The parasite is only found in the Americas, where evidence of humans dates back fifteen thousand years. According to Professor Guhl, the mummies suggest that the parasite’s “contact with humans in evolutionary terms is very recent.” For the parasite, he added, “Humans are new. The parasite is trying to get the best deal, but it kills people, which, for him as a parasite, is not convenient.”
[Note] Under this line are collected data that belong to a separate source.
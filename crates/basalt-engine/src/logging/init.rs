use std::sync::Once;

/// Logger configuration.
///
/// `env_filter` follows the `env_logger` filter syntax, for example
/// "basalt_engine::gfx=debug".
#[derive(Debug, Clone)]
pub struct LoggingConfig {
    pub env_filter: Option<String>,
    pub write_style: env_logger::WriteStyle,
    /// Level used when neither `env_filter` nor `RUST_LOG` is set.
    pub default_level: log::LevelFilter,
}

impl Default for LoggingConfig {
    fn default() -> Self {
        Self {
            env_filter: None,
            write_style: env_logger::WriteStyle::Auto,
            default_level: log::LevelFilter::Info,
        }
    }
}

static INIT: Once = Once::new();

/// Initializes the global logger once.
///
/// Later calls are ignored, as are failures to install the logger when
/// another one is already registered.
pub fn init_logging(config: LoggingConfig) {
    INIT.call_once(|| {
        let mut builder = env_logger::Builder::new();

        match config.env_filter.or_else(|| std::env::var("RUST_LOG").ok()) {
            Some(filter) => {
                builder.parse_filters(&filter);
            }
            None => {
                builder.filter_level(config.default_level);
            }
        }

        builder.write_style(config.write_style);

        if builder.try_init().is_ok() {
            log::debug!("logging initialized");
        }
    });
}
use std::collections::HashMap;
use std::fmt;
use std::num::NonZeroU64;

/// Opaque identifier for one live GPU resource.
///
/// All resource kinds share a single ID space. Values are handed out by a
/// strictly increasing counter and are never reused, so a stale handle is
/// always detected instead of silently aliasing a newer resource.
///
/// The raw value `0` is the "no resource" sentinel and cannot be represented
/// by a `Handle`; APIs that accept "no resource" take `Option<Handle>`.
#[derive(Debug, Copy, Clone, Eq, PartialEq, Ord, PartialOrd, Hash)]
#[repr(transparent)]
pub struct Handle(NonZeroU64);

impl Handle {
    /// Returns the caller-visible integer value.
    #[inline]
    pub fn raw(self) -> u64 {
        self.0.get()
    }

    /// Rebuilds a handle from its integer value. `0` maps to `None`.
    #[inline]
    pub fn from_raw(raw: u64) -> Option<Self> {
        NonZeroU64::new(raw).map(Self)
    }
}

impl fmt::Display for Handle {
    fn fmt(&self, f: &mut fmt::Formatter<'_>) -> fmt::Result {
        write!(f, "#{}", self.0)
    }
}

/// Resource kind tag stored next to every handle.
#[derive(Debug, Copy, Clone, Eq, PartialEq, Hash)]
pub enum ResourceKind {
    Shader,
    Program,
    Buffer,
    VertexArray,
    Texture,
    Framebuffer,
}

impl ResourceKind {
    pub const ALL: [ResourceKind; 6] = [
        ResourceKind::Shader,
        ResourceKind::Program,
        ResourceKind::Buffer,
        ResourceKind::VertexArray,
        ResourceKind::Texture,
        ResourceKind::Framebuffer,
    ];

    pub fn name(self) -> &'static str {
        match self {
            ResourceKind::Shader => "shader",
            ResourceKind::Program => "program",
            ResourceKind::Buffer => "buffer",
            ResourceKind::VertexArray => "vertex array",
            ResourceKind::Texture => "texture",
            ResourceKind::Framebuffer => "framebuffer",
        }
    }
}

impl fmt::Display for ResourceKind {
    fn fmt(&self, f: &mut fmt::Formatter<'_>) -> fmt::Result {
        f.write_str(self.name())
    }
}

/// Lookup failure inside a [`HandleTable`].
#[derive(Debug, Copy, Clone, Eq, PartialEq)]
pub enum HandleError {
    /// The handle was never allocated or has already been released.
    Unknown(Handle),
    /// The handle is live but names a different kind of resource.
    WrongKind {
        handle: Handle,
        expected: ResourceKind,
        actual: ResourceKind,
    },
    /// The 64-bit counter has no values left.
    Exhausted,
}

impl fmt::Display for HandleError {
    fn fmt(&self, f: &mut fmt::Formatter<'_>) -> fmt::Result {
        match self {
            HandleError::Unknown(h) => write!(f, "unknown handle {h}"),
            HandleError::WrongKind {
                handle,
                expected,
                actual,
            } => write!(f, "handle {handle} is a {actual}, expected a {expected}"),
            HandleError::Exhausted => f.write_str("handle space exhausted"),
        }
    }
}

impl std::error::Error for HandleError {}

#[derive(Debug, Copy, Clone)]
struct Record<N> {
    kind: ResourceKind,
    native: N,
}

/// Maps caller-visible handles to native object identifiers.
///
/// `N` is the backend's native identifier type (a GL object name for the
/// OpenGL backend). Lookups are hashed and O(1) amortized; they sit on the
/// path of every bind and draw call.
#[derive(Debug)]
pub struct HandleTable<N> {
    records: HashMap<Handle, Record<N>>,
    next: u64,
}

impl<N: Copy> HandleTable<N> {
    pub fn new() -> Self {
        Self {
            records: HashMap::new(),
            next: 1,
        }
    }

    /// Registers a native object and returns its new handle.
    pub fn allocate(&mut self, kind: ResourceKind, native: N) -> Result<Handle, HandleError> {
        let handle = Handle::from_raw(self.next).ok_or(HandleError::Exhausted)?;
        self.next = self.next.checked_add(1).ok_or(HandleError::Exhausted)?;
        self.records.insert(handle, Record { kind, native });
        Ok(handle)
    }

    /// Returns the native identifier behind `handle`, whatever its kind.
    pub fn resolve(&self, handle: Handle) -> Result<N, HandleError> {
        self.records
            .get(&handle)
            .map(|r| r.native)
            .ok_or(HandleError::Unknown(handle))
    }

    /// Like [`resolve`](Self::resolve) but also requires the resource to be of `kind`.
    pub fn resolve_kind(&self, handle: Handle, kind: ResourceKind) -> Result<N, HandleError> {
        let record = self.records.get(&handle).ok_or(HandleError::Unknown(handle))?;
        if record.kind != kind {
            return Err(HandleError::WrongKind {
                handle,
                expected: kind,
                actual: record.kind,
            });
        }
        Ok(record.native)
    }

    /// Removes the mapping and returns the native identifier it held.
    pub fn release(&mut self, handle: Handle) -> Result<N, HandleError> {
        self.records
            .remove(&handle)
            .map(|r| r.native)
            .ok_or(HandleError::Unknown(handle))
    }

    /// Removes the mapping only if it names a resource of `kind`.
    pub fn release_kind(&mut self, handle: Handle, kind: ResourceKind) -> Result<N, HandleError> {
        self.resolve_kind(handle, kind)?;
        self.release(handle)
    }

    pub fn contains(&self, handle: Handle) -> bool {
        self.records.contains_key(&handle)
    }

    pub fn len(&self) -> usize {
        self.records.len()
    }

    pub fn is_empty(&self) -> bool {
        self.records.is_empty()
    }

    /// Number of live resources of one kind.
    pub fn count(&self, kind: ResourceKind) -> usize {
        self.records.values().filter(|r| r.kind == kind).count()
    }

    /// Iterates over live handles in no particular order.
    pub fn live(&self) -> impl Iterator<Item = (Handle, ResourceKind)> + '_ {
        self.records.iter().map(|(h, r)| (*h, r.kind))
    }
}

impl<N: Copy> Default for HandleTable<N> {
    fn default() -> Self {
        Self::new()
    }
}

#[cfg(test)]
mod tests {
    use super::*;
    use std::collections::HashSet;

    #[test]
    fn first_handle_is_above_sentinel() {
        let mut table = HandleTable::new();
        let h = table.allocate(ResourceKind::Shader, 7u32).unwrap();
        assert_eq!(h.raw(), 1);
        assert!(Handle::from_raw(0).is_none());
    }

    #[test]
    fn resolve_returns_native_id() {
        let mut table = HandleTable::new();
        let h = table.allocate(ResourceKind::Texture, 42u32).unwrap();
        assert_eq!(table.resolve(h), Ok(42));
        assert_eq!(table.resolve_kind(h, ResourceKind::Texture), Ok(42));
    }

    #[test]
    fn resolve_after_release_fails_for_every_kind() {
        let mut table = HandleTable::new();
        for (i, kind) in ResourceKind::ALL.into_iter().enumerate() {
            let h = table.allocate(kind, i as u32 + 1).unwrap();
            assert_eq!(table.release(h), Ok(i as u32 + 1));
            assert_eq!(table.resolve(h), Err(HandleError::Unknown(h)));
            assert_eq!(table.release(h), Err(HandleError::Unknown(h)));
        }
        assert!(table.is_empty());
    }

    #[test]
    fn wrong_kind_is_rejected() {
        let mut table = HandleTable::new();
        let h = table.allocate(ResourceKind::Buffer, 3u32).unwrap();
        assert_eq!(
            table.resolve_kind(h, ResourceKind::Texture),
            Err(HandleError::WrongKind {
                handle: h,
                expected: ResourceKind::Texture,
                actual: ResourceKind::Buffer,
            })
        );
        // A rejected release leaves the mapping alone.
        assert!(table.release_kind(h, ResourceKind::Program).is_err());
        assert!(table.contains(h));
    }

    #[test]
    fn handles_are_never_reused() {
        let mut table = HandleTable::new();
        let a = table.allocate(ResourceKind::Program, 1u32).unwrap();
        table.release(a).unwrap();
        // The driver may hand back the same native name; the handle still differs.
        let b = table.allocate(ResourceKind::Program, 1u32).unwrap();
        assert_ne!(a, b);
        assert_eq!(table.resolve(a), Err(HandleError::Unknown(a)));
    }

    #[test]
    fn live_handles_stay_unique_across_mixed_sequences() {
        let mut table = HandleTable::new();
        let mut live: Vec<Handle> = Vec::new();
        let mut seen = HashSet::new();

        // Deterministic pseudo-random create/destroy mix.
        let mut seed = 0x2545_f491u32;
        for step in 0..500u32 {
            seed ^= seed << 13;
            seed ^= seed >> 17;
            seed ^= seed << 5;

            if seed % 3 == 0 && !live.is_empty() {
                let idx = (seed as usize / 3) % live.len();
                let h = live.swap_remove(idx);
                table.release(h).unwrap();
            } else {
                let kind = ResourceKind::ALL[(seed % 6) as usize];
                let h = table.allocate(kind, step % 8).unwrap();
                assert!(seen.insert(h), "handle {h} handed out twice");
                live.push(h);
            }

            let unique: HashSet<_> = table.live().map(|(h, _)| h).collect();
            assert_eq!(unique.len(), table.len());
            assert_eq!(table.len(), live.len());
        }
    }

    #[test]
    fn exhausted_counter_reports_error() {
        let mut table: HandleTable<u32> = HandleTable::new();
        table.next = u64::MAX;
        assert_eq!(
            table.allocate(ResourceKind::Shader, 1),
            Err(HandleError::Exhausted)
        );
    }

    #[test]
    fn count_by_kind() {
        let mut table = HandleTable::new();
        table.allocate(ResourceKind::Texture, 1u32).unwrap();
        table.allocate(ResourceKind::Texture, 2u32).unwrap();
        table.allocate(ResourceKind::Buffer, 3u32).unwrap();
        assert_eq!(table.count(ResourceKind::Texture), 2);
        assert_eq!(table.count(ResourceKind::Buffer), 1);
        assert_eq!(table.count(ResourceKind::Shader), 0);
    }
}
I nodded. It was the first time I had heard someone talk about the parasite’s point of view. It was the first time I had considered that a parasite had a point of view and a desire: it, too, wanted to stay alive.
…
Professor Guhl and I talked for an hour in his office, maybe longer. I could feel Tía Dora at my back, so I kept thanking him before asking another question. He teased that I should get out into the country and see the kissing bugs for myself. I wasn’t quite sure how to tell an expert on triatomine insects that I thought anything with six legs was gross. I actually couldn’t think of a word in Spanish for gross, or at least not one that I could use in a professional context.
Professor Guhl told me he had a colony of kissing bugs on campus for research purposes. I considered the opportunity. I was never going to travel into the wild to trap any insect. “Can I see the colony?” I asked.
Of course, he said, and arranged for one of his graduate students to give me a tour.
…
In Spanish, the room at the University of Los Andes that houses Professor Guhl’s kissing bugs is called an insectario. From the outside, it looked like an ordinary room on campus with a locked door. I carried my notebook and swallowed my fear. A graduate student, taller than me and lanky, came with the keys.